Setting Up a Kafka Cluster Without Zookeeper Using Docker

Introduction

In this post, we will walk through the process of setting up an Apache Kafka cluster without using Zookeeper, leveraging Kafka’s KRaft mode for metadata management. Kafka no longer requires a Zookeeper instance, simplifying the cluster setup. We will use Docker to deploy this Kafka cluster with the latest version of Kafka.

Prerequisites

Ensure that you have the following:

Docker installed
Docker compose installed
Basic understanding of Kafka concepts (e.g., brokers, partitions)

Step 1: Kafka Cluster Setup

Let’s use the following Docker Compose configuration to set up the Kafka broker in KRaft mode:

version: '3'
services:
  broker:
    image: apache/kafka:latest
    container_name: broker
    environment:
      KAFKA_NODE_ID: 1
      KAFKA_PROCESS_ROLES: broker,controller               # The node acts as both broker and controller
      KAFKA_LISTENERS: PLAINTEXT://localhost:9092,CONTROLLER://localhost:9093  # Ports for broker and controller
      KAFKA_ADVERTISED_LISTENERS: PLAINTEXT://localhost:9092                  # External listener for clients
      KAFKA_CONTROLLER_LISTENER_NAMES: CONTROLLER         # Listener name for inter-controller communication
      KAFKA_LISTENER_SECURITY_PROTOCOL_MAP: CONTROLLER:PLAINTEXT,PLAINTEXT:PLAINTEXT  # Security protocol for listeners
      KAFKA_CONTROLLER_QUORUM_VOTERS: 1@localhost:9093    # Quorum voters for the controller in KRaft mode
      KAFKA_OFFSETS_TOPIC_REPLICATION_FACTOR: 1           # Replication factor for the offsets topic
      KAFKA_TRANSACTION_STATE_LOG_REPLICATION_FACTOR: 1   # Replication factor for transaction logs
      KAFKA_TRANSACTION_STATE_LOG_MIN_ISR: 1              # Minimum in-sync replicas for transactional logs
      KAFKA_GROUP_INITIAL_REBALANCE_DELAY_MS: 0           # Initial delay before consumer group rebalancing
      KAFKA_NUM_PARTITIONS: 3                             # Default number of partitions for new topics
    ports:
      - "9092:9092"     # Port for Kafka broker
    healthcheck:
      test:
        [
          "CMD-SHELL",
          "./opt/kafka/bin/kafka-broker-api-versions.sh --bootstrap-server localhost:9092 > /dev/null 2>&1",
        ]
      interval: 10s
      timeout: 10s
      retries: 5

Step 2: Breakdown of Kafka Configuration

Let’s break down each configuration setting:

KAFKA_NODE_ID: Specifies the unique ID of the node in the Kafka cluster.
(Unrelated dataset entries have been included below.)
//
// Copyright 2026 Hans W. Uhlig. All Rights Reserved.
//
// Licensed under the Apache License, Version 2.0 (the "License");
// you may not use this file except in compliance with the License.
// You may obtain a copy of the License at
//
//      http://www.apache.org/licenses/LICENSE-2.0
//
// Unless required by applicable law or agreed to in writing, software
// distributed under the License is distributed on an "AS IS" BASIS,
// WITHOUT WARRANTIES OR CONDITIONS OF ANY KIND, either express or implied.
// See the License for the specific language governing permissions and
// limitations under the License.
//

//! Request and response envelopes.
//!
//! Every processor decodes its wire envelope into these shapes, so the agent
//! and the client can read `seq`, `service_method` and `no_reply` without
//! knowing which codec produced them. Arguments and replies stay encoded in
//! the processor's own format until a handler asks for them.

use bytes::Bytes;

/// Separator between the handler name and the method name.
pub const SERVICE_METHOD_SEPARATOR: char = '.';

/// A decoded request envelope.
#[derive(Debug, Clone, Default, PartialEq, Eq)]
pub struct RequestData {
    /// Correlation sequence; 0 when none could be attributed.
    pub seq: u64,
    /// Target in `Handler.Method` form.
    pub service_method: String,
    /// The caller does not want a response.
    pub no_reply: bool,
    /// Processor-encoded arguments.
    pub args: Bytes,
}

impl RequestData {
    /// Correlation sequence.
    pub fn seq(&self) -> u64 {
        self.seq
    }

    /// Target in `Handler.Method` form.
    pub fn service_method(&self) -> &str {
        &self.service_method
    }

    /// Returns `true` if no response must be sent.
    pub fn is_no_reply(&self) -> bool {
        self.no_reply
    }

    /// Clears every field, keeping the method string's allocation.
    pub fn clear(&mut self) {
        self.seq = 0;
        self.service_method.clear();
        self.no_reply = false;
        self.args = Bytes::new();
    }
}

/// A decoded response envelope.
#[derive(Debug, Clone, Default, PartialEq, Eq)]
pub struct ResponseData {
    /// Sequence of the call being answered.
    pub seq: u64,
    /// Error text; empty on success.
    pub error: String,
    /// Processor-encoded reply.
    pub reply: Bytes,
}

impl ResponseData {
    /// Sequence of the call being answered.
    pub fn seq(&self) -> u64 {
        self.seq
    }

    /// The error text, if the call failed.
    pub fn error(&self) -> Option<&str> {
        if self.error.is_empty() {
            None
        } else {
            Some(&self.error)
        }
    }

    /// Processor-encoded reply bytes; empty when there is no reply.
    pub fn reply(&self) -> &[u8] {
        &self.reply
    }
}

/// Splits `Handler.Method` into its two parts.
///
/// Returns `None` unless the string has exactly one separator with a
/// non-empty name on each side.
///
/// ```rust
/// use noderpc::processor::split_service_method;
///
/// assert_eq!(split_service_method("UserHandler.Login"), Some(("UserHandler", "Login")));
/// assert_eq!(split_service_method("NoDot"), None);
/// assert_eq!(split_service_method("a.b.c"), None);
/// assert_eq!(split_service_method(".Login"), None);
/// ```
pub fn split_service_method(service_method: &str) -> Option<(&str, &str)> {
    let (handler, method) = service_method.split_once(SERVICE_METHOD_SEPARATOR)?;
    if handler.is_empty() || method.is_empty() || method.contains(SERVICE_METHOD_SEPARATOR) {
        return None;
    }
    Some((handler, method))
}

/// The method part of `Handler.Method`, or the whole string when it has no
/// handler prefix.
pub fn method_name(service_method: &str) -> &str {
    match service_method.rsplit_once(SERVICE_METHOD_SEPARATOR) {
        Some((_, method)) => method,
        None => service_method,
    }
}

#[cfg(test)]
mod tests {
    use super::*;

    #[test]
    fn test_split_rejects_empty_parts() {
        assert_eq!(split_service_method("Handler."), None);
        assert_eq!(split_service_method(""), None);
        assert_eq!(split_service_method("."), None);
        assert_eq!(split_service_method("A.B"), Some(("A", "B")));
    }

    #[test]
    fn test_method_name() {
        assert_eq!(method_name("UserHandler.Login"), "Login");
        assert_eq!(method_name("Login"), "Login");
    }

    #[test]
    fn test_request_clear() {
        let mut request = RequestData {
            seq: 9,
            service_method: "A.B".to_string(),
            no_reply: true,
            args: Bytes::from_static(b"{}"),
        };
        request.clear();
        assert_eq!(request, RequestData::default());
    }

    #[test]
    fn test_response_error_accessor() {
        let mut response = ResponseData::default();
        assert_eq!(response.error(), None);
        response.error = "boom".to_string();
        assert_eq!(response.error(), Some("boom"));
    }
}
//
// Copyright 2026 Hans W. Uhlig. All Rights Reserved.
//
// Licensed under the Apache License, Version 2.0 (the "License");
// you may not use this file except in compliance with the License.
// You may obtain a copy of the License at
//
//      http://www.apache.org/licenses/LICENSE-2.0
//
// Unless required by applicable law or agreed to in writing, software
// distributed under the License is distributed on an "AS IS" BASIS,
// WITHOUT WARRANTIES OR CONDITIONS OF ANY KIND, either express or implied.
// See the License for the specific language governing permissions and
// limitations under the License.
//

//! Server configuration.

use crate::pool::DEFAULT_MAX_IDLE;
use crate::serialization::framing::FrameConfig;
use crate::transport::TransportError;

/// Default listen address: an ephemeral port on every interface.
pub const DEFAULT_LISTEN_ADDR: &str = "0.0.0.0:0";

/// Default cap on concurrently served connections.
pub const DEFAULT_MAX_CONN_NUM: usize = 10_000;

/// Default depth of each connection's write queue, in frames.
pub const DEFAULT_PENDING_WRITE_NUM: usize = 2_000_000;

/// Settings of a [`Server`](crate::server::Server).
///
/// # Examples
///
/// ```rust
/// use noderpc::server::ServerConfig;
///
/// let config = ServerConfig::default()
///     .with_listen_addr("127.0.0.1:9000")
///     .with_max_conn_num(64)
///     .with_little_endian(true);
/// assert_eq!(config.listen_port_addr().unwrap(), "0.0.0.0:9000");
/// assert!(config.frame.little_endian);
/// ```
#[derive(Debug, Clone, PartialEq, Eq)]
pub struct ServerConfig {
    /// `host:port` to listen on. Only the port is used; the server binds
    /// every interface.
    pub listen_addr: String,
    /// Frame layout.
    pub frame: FrameConfig,
    /// Connections served at once; surplus connections are closed on accept.
    pub max_conn_num: usize,
    /// Frames each connection may queue before it is closed as too slow.
    pub pending_write_num: usize,
    /// Idle request bodies kept for reuse.
    pub max_idle_requests: usize,
}

impl Default for ServerConfig {
    fn default() -> Self {
        Self {
            listen_addr: DEFAULT_LISTEN_ADDR.to_string(),
            frame: FrameConfig::default(),
            max_conn_num: DEFAULT_MAX_CONN_NUM,
            pending_write_num: DEFAULT_PENDING_WRITE_NUM,
            max_idle_requests: DEFAULT_MAX_IDLE,
        }
    }
}

impl ServerConfig {
    /// Sets the listen address.
    #[must_use]
    pub fn with_listen_addr(mut self, addr: impl Into<String>) -> Self {
        self.listen_addr = addr.into();
        self
    }

    /// Sets the frame layout.
    #[must_use]
    pub fn with_frame(mut self, frame: FrameConfig) -> Self {
        self.frame = frame;
        self
    }

    /// Sets the byte order of the length prefix.
    #[must_use]
    pub fn with_little_endian(mut self, little_endian: bool) -> Self {
        self.frame = self.frame.with_little_endian(little_endian);
        self
    }

    /// Sets the connection limit.
    #[must_use]
    pub fn with_max_conn_num(mut self, max_conn_num: usize) -> Self {
        self.max_conn_num = max_conn_num;
        self
    }

    /// Sets the per-connection write queue depth.
    #[must_use]
    pub fn with_pending_write_num(mut self, pending_write_num: usize) -> Self {
        self.pending_write_num = pending_write_num;
        self
    }

    /// Sets how many idle request bodies are kept.
    #[must_use]
    pub fn with_max_idle_requests(mut self, max_idle_requests: usize) -> Self {
        self.max_idle_requests = max_idle_requests;
        self
    }

    /// The address actually bound: the configured port on `0.0.0.0`.
    pub fn listen_port_addr(&self) -> Result<String, TransportError> {
        let parts: Vec<&str> = self.listen_addr.split(':').collect();
        match parts.as_slice() {
            [_, port] if !port.is_empty() => Ok(format!("0.0.0.0:{}", port)),
            _ => Err(TransportError::invalid_configuration(format!(
                "listen address {:?} must be host:port",
                self.listen_addr
            ))),
        }
    }

    /// Checks every setting before the server starts.
    pub fn validate(&self) -> Result<(), TransportError> {
        self.listen_port_addr()?;
        self.frame.validate()?;
        if self.max_conn_num == 0 {
            return Err(TransportError::invalid_configuration(
                "max_conn_num must be at least 1",
            ));
        }
        Ok(())
    }
}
In KRaft mode, this ID identifies both brokers and controllers.
KAFKA_PROCESS_ROLES: Defines the roles of the node. In this setup, the node will act as both a broker and a controller.
KAFKA_LISTENERS: Specifies the endpoints that Kafka will bind to for communication. Here, we use port 9092 for the broker and 9093 for the controller.
KAFKA_ADVERTISED_LISTENERS: This is the address that Kafka will advertise to clients for connecting to the broker. External clients use this address to connect.
KAFKA_CONTROLLER_LISTENER_NAMES: Defines the listener name used for controller-to-controller communication. This is set to CONTROLLER for KRaft mode.
KAFKA_LISTENER_SECURITY_PROTOCOL_MAP: Maps the listeners to their respective security protocols. In this case, both the controller and broker listeners use PLAINTEXT (i.e., no encryption).
KAFKA_CONTROLLER_QUORUM_VOTERS: Specifies the quorum voters in the KRaft mode, which manage the metadata. Here, we define one controller voter on localhost:9093.
KAFKA_OFFSETS_TOPIC_REPLICATION_FACTOR: Sets the replication factor for the Kafka consumer offsets topic, which tracks consumer progress. For simplicity, it’s set to 1 in this single-node setup.
KAFKA_TRANSACTION_STATE_LOG_REPLICATION_FACTOR: Defines the replication factor for Kafka’s transactional state logs. Since we are running a single broker, this is set to 1.
KAFKA_TRANSACTION_STATE_LOG_MIN_ISR: Specifies the minimum number of in-sync replicas required for transactional state logs. This is also set to 1 in a single-node cluster.
KAFKA_GROUP_INITIAL_REBALANCE_DELAY_MS: Defines the initial delay (in milliseconds) before rebalancing consumer groups. Setting it to 0 minimizes the delay in group rebalancing.
KAFKA_NUM_PARTITIONS: Defines the default number of partitions for new topics. We set this to 3, but you can adjust it based on your needs.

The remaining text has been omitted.